Typically, more damage is accumulated when the product is under a tensile mean stress, while less damage is accumulated under compressive mean stress.

 

This article covers the Mean Stress Correction process using the Goodman diagram and Stress Ratio (R). 

 

Article index:

  1. What is Mean Stress?

  2. Mean Stress Correction Concept

  3. Mean Stress Correction with Goodman Diagram

  4. Stress Ratios

  5. Multi-Segment Mean Stress Correction

       5.1 Goodman

       5.2 Three Segment

       5.3 Four Segment

       5.4 Five Segment

       5.5 Example

  6. Mean Stress Corrections in Simcenter Testlab Neo

 

1. What is Mean Stress?

 

When a part that is subjected to repeated cyclic loads (above the endurance limit), it eventually fails.  These loads are often measured in units of stress.  Stress loads can have both an alternating component and a mean offset as shown in Figure 1.

 

cycles_with_and_without_mean.pngFigure 1: Left - A four cycle alternating stress time history with no mean stress. Right – A four cycle alternating stress time history with a mean stress offset.

Every time a cycle is applied, damage is accumulated (see knowledge base articles on Miner’s Rule and SN-Curves). While cycles are required for creating damage, what role does the mean offset play?  How significant is it?

 

When a product is used in the real world, the loads applied are complex, like those shown in Figure 2.  Some cycles have a mean, some may not.  The alternating stress amplitudes also vary.

 

load_history.pngFigure 2: Load time history with varying alternating stress and varying mean stress.

A typical SN-Curve is created by stress (S) cycling a material coupon with no mean stress present and counting the number of cycles (N) until it fails as shown in Figure 3.

 

sn_curve.pngFigure 3: A SN-Curve (green) relates the alternating stress level (S) to the number of cycles to failure (N). Projecting a stress level (via dashed blue line) to the SN-Curve the corresponding number of cycles to failure can be determined.

This curve can only be used to predict damage from cycles with no mean stress.  

 

The same SN-Curve test could also be performed under net tension or net compression as shown in Figure 4.

 

tension_vs_compression.pngFigure 4: A metal coupon being cycled under net tension (top) will have a crack/failure form before a metal coupon being cycled while in compression (bottom). The load history is shown in green, while the mean of the stress time history is shown in magenta.

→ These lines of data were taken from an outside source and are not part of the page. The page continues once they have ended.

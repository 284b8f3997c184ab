//! In-memory, mutex-guarded view of state shared across workers.
//!
//! Workers mutate only their own `(Kind, Name)` slot, but all mutations go
//! through the one mutex. A dirty flag tracks whether anything changed since
//! the last flush; `flush()` persists through the store only when dirty, and
//! the engine calls it at every layer boundary so a crash loses at most one
//! layer of progress.

use super::{State, StateEntry, StateStore};
use crate::core::TomeiError;
use crate::resource::ResourceId;
use std::sync::{Arc, Mutex};

#[derive(Clone)]
pub struct StateCache {
    inner: Arc<Mutex<Inner>>,
    store: Arc<StateStore>,
}

struct Inner {
    state: State,
    dirty: bool,
}

impl StateCache {
    pub fn new(state: State, store: Arc<StateStore>) -> Self {
        Self { inner: Arc::new(Mutex::new(Inner { state, dirty: false })), store }
    }

    /// Runs a closure against a read snapshot of the state.
    pub fn read<T>(&self, f: impl FnOnce(&State) -> T) -> T {
        let inner = self.inner.lock().expect("state cache poisoned");
        f(&inner.state)
    }

    /// Runs a mutating closure and marks the cache dirty.
    pub fn mutate<T>(&self, f: impl FnOnce(&mut State) -> T) -> T {
        let mut inner = self.inner.lock().expect("state cache poisoned");
        inner.dirty = true;
        f(&mut inner.state)
    }

    pub fn insert(&self, entry: StateEntry) {
        self.mutate(|state| state.insert(entry));
    }

    pub fn remove(&self, id: &ResourceId) {
        self.mutate(|state| {
            state.remove(id);
        });
    }

    /// A point-in-time clone of the whole document.
    pub fn snapshot(&self) -> State {
        self.read(State::clone)
    }

    /// Persists if anything changed since the last flush.
    pub fn flush(&self) -> Result<(), TomeiError> {
        let snapshot = {
            let mut inner = self.inner.lock().expect("state cache poisoned");
            if !inner.dirty {
                return Ok(());
            }
            inner.dirty = false;
            inner.state.clone()
        };
        self.store.save(&snapshot)
    }
}
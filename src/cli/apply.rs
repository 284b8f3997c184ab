//! `tomei apply`: load manifests, plan, execute.

use super::Context;
use crate::engine::{CancelToken, Engine, Event, EventHandler};
use crate::manifest::{Loader, YamlParser};
use crate::planner::UpdateFlags;
use anyhow::Result;
use clap::Args;
use colored::Colorize;
use std::path::PathBuf;
use std::sync::Arc;
use std::time::Duration;

#[derive(Args)]
pub struct ApplyArgs {
    /// Manifest files or directories (default: the config root).
    pub paths: Vec<PathBuf>,

    /// Worker pool size (1-20, default 5).
    #[arg(long)]
    pub parallel: Option<usize>,

    /// Reinstall tools with `latest`/alias versions.
    #[arg(long)]
    pub update_tools: bool,

    /// Reinstall runtimes with `latest`/alias versions.
    #[arg(long)]
    pub update_runtimes: bool,

    /// Reinstall everything with `latest`/alias versions.
    #[arg(long)]
    pub update_all: bool,

    /// Wait up to this many seconds for the state lock instead of failing.
    #[arg(long)]
    pub wait_lock: Option<u64>,
}

pub async fn run(ctx: &Context, args: &ApplyArgs, verbose: bool) -> Result<()> {
    let loader = Loader::new(Arc::new(YamlParser));
    let resources = loader.load(&super::manifest_paths(ctx, &args.paths)?)?;

    let mut engine = Engine::new(&ctx.data_dir, &ctx.bin_dir);
    let parallel = args
        .parallel
        .or(ctx.config.parallel)
        .unwrap_or(crate::engine::DEFAULT_PARALLEL);
    engine.set_parallel(parallel);
    engine.set_event_handler(event_printer(verbose));
    if let Some(seconds) = args.wait_lock {
        engine.set_lock_timeout(Some(Duration::from_secs(seconds)));
    }

    let cancel = CancelToken::new();
    let canceller = cancel.clone();
    tokio::spawn(async move {
        if tokio::signal::ctrl_c().await.is_ok() {
            eprintln!("\n{}", "interrupt received, cancelling...".yellow());
            canceller.cancel();
        }
    });

    let flags = UpdateFlags {
        tools: args.update_tools,
        runtimes: args.update_runtimes,
        all: args.update_all,
    };
    let report = engine.apply(cancel, &resources, flags).await?;

    let summary = report.summary;
    println!(
        "{} {} installed, {} upgraded, {} reinstalled, {} removed",
        "apply complete:".green().bold(),
        summary.install,
        summary.upgrade,
        summary.reinstall,
        summary.remove
    );
    Ok(())
}

/// A plain line-per-event renderer. Progress is intentionally quiet unless
/// verbose; richer terminal UI lives outside the engine contract.
fn event_printer(verbose: bool) -> EventHandler {
    Arc::new(move |event: &Event| match event {
        Event::Start { id, action, method, version } => {
            let version = if version.is_empty() { "latest".to_string() } else { version.clone() };
            println!("{} {action} {id} {version} ({method})", "→".blue());
        }
        Event::Complete { id } => println!("{} {id}", "✓".green()),
        Event::Error { id, message } => eprintln!("{} {id}: {message}", "✗".red()),
        Event::Output { id, line } => {
            if verbose {
                println!("  {} {line}", format!("[{id}]").dimmed());
            }
        }
        Event::Progress { .. } => {}
    })
}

Compression pushes the coupon or part together, helping prevent the formation of cracks.  Under net tension, the opposite happens.  The coupon or part will fail in fewer cycles as net tension tries to pull it apart.

 

In Figure 5, three different SN-Curves for the same material are shown:

  1. Zero Mean Stress - For a material with no mean stress is plotted (green curve).
  2. Tension - If the same test is performed under tension, the number of cycles until failure is reduced (magenta curve).
  3. Compression - If the same test is performed under compression, the number of cycles until failure is increased (yellow curve).

 

shifted_sn_curve.pngFigure 5: For the same material, compression increases the number of cycles to failure (yellow curve), while tension decreases the number of cycles to failure (magenta). A zero mean stress curve falls in between (green).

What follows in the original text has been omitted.